Shopping tips for shippers

If 2021 is the year that your company ramps up its investment in digital supply chain technology, Sheffi says the key is not to think in terms of the solutions themselves. Instead, carefully assess the problems that those solutions promise to solve, and then pick the options that address your organization’s biggest supply chain-related pain points.

“Don’t think in terms of what IoT, robotics, blockchain, or automated tracking can do for you; think in terms of the problems first and then look at the technologies themselves,” Sheffi advises. If you’re grappling with low productivity levels in a key warehouse, for instance, don’t just automatically zero in on a robotics investment.

A better approach, says Sheffi, is to come up with ways to creatively augment and support human labor in that setting. If robotics is the answer, then by all means, explore that as a potential option.
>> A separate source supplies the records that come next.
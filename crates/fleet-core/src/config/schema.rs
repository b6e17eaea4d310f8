//! `fleet.toml` schema.

use std::time::Duration;

use serde::{Deserialize, Serialize};

fn default_host() -> String {
    "https://api.fleethost.io/v1/".to_string()
}

fn default_poll_interval_ms() -> u64 {
    3_000
}

/// User-level configuration. Everything has a default except the machine
/// token, which is only required once a session is actually opened.
#[derive(Debug, Clone, Serialize, Deserialize)]
pub struct FleetConfig {
    /// Base URL of the platform API.
    #[serde(default = "default_host")]
    pub host: String,

    /// Machine token used as the bearer credential.
    #[serde(default, skip_serializing_if = "Option::is_none")]
    pub machine_token: Option<String>,

    /// Delay between workflow polling passes.
    #[serde(default = "default_poll_interval_ms")]
    pub poll_interval_ms: u64,
}

impl Default for FleetConfig {
    fn default() -> Self {
        Self {
            host: default_host(),
            machine_token: None,
            poll_interval_ms: default_poll_interval_ms(),
        }
    }
}

impl FleetConfig {
    pub fn poll_interval(&self) -> Duration {
        Duration::from_millis(self.poll_interval_ms)
    }
}
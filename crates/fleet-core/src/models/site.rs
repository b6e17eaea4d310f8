//! Site entity and the lightweight back-reference held by environments.

use serde::{Deserialize, Serialize};

/// A hosted site. Owned and mutated by the platform; the core only reads it.
#[derive(Debug, Clone, Serialize, Deserialize)]
pub struct Site {
    pub id: String,
    pub name: String,
    /// Set when the site is in a read-only/archived state. The platform
    /// reports either a truthy value or omits the field entirely.
    #[serde(default)]
    pub frozen: Option<bool>,
}

impl Site {
    /// Frozen sites hide `test` and `live` from serialized environment
    /// listings (they stay visible to filters).
    pub fn is_frozen(&self) -> bool {
        self.frozen.is_some()
    }

    pub fn to_ref(&self) -> SiteRef {
        SiteRef {
            id: self.id.clone(),
            name: self.name.clone(),
        }
    }
}

/// Non-owning back-reference from an environment to its site.
#[derive(Debug, Clone, PartialEq, Eq, Serialize, Deserialize)]
pub struct SiteRef {
    pub id: String,
    pub name: String,
}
If not, then keep an open mind about other alternatives that can propel your company one step further toward the digital supply chain.

And don’t forget to include suppliers and customers in those technology selection conversations, says De Muynck, who sees more companies striving for a more collaborative approach to the digital supply chain. Not only does this help cut costs, it also ensures a shared-risk environment, whereby all players in the network have a stake in the IT investment.

Getting more stakeholders involved in the digital supply chain also helps companies get one step closer to having 100%, end-to-end, real-time supply chain visibility. “Technology maturity is driving collaboration in this space, with Cloud-based systems allowing shippers to connect their visibility networks to their suppliers, customers and even to other shippers,” De Muynck adds, “Companies want to be able to collaborate, and the network itself is an essential part of that process.”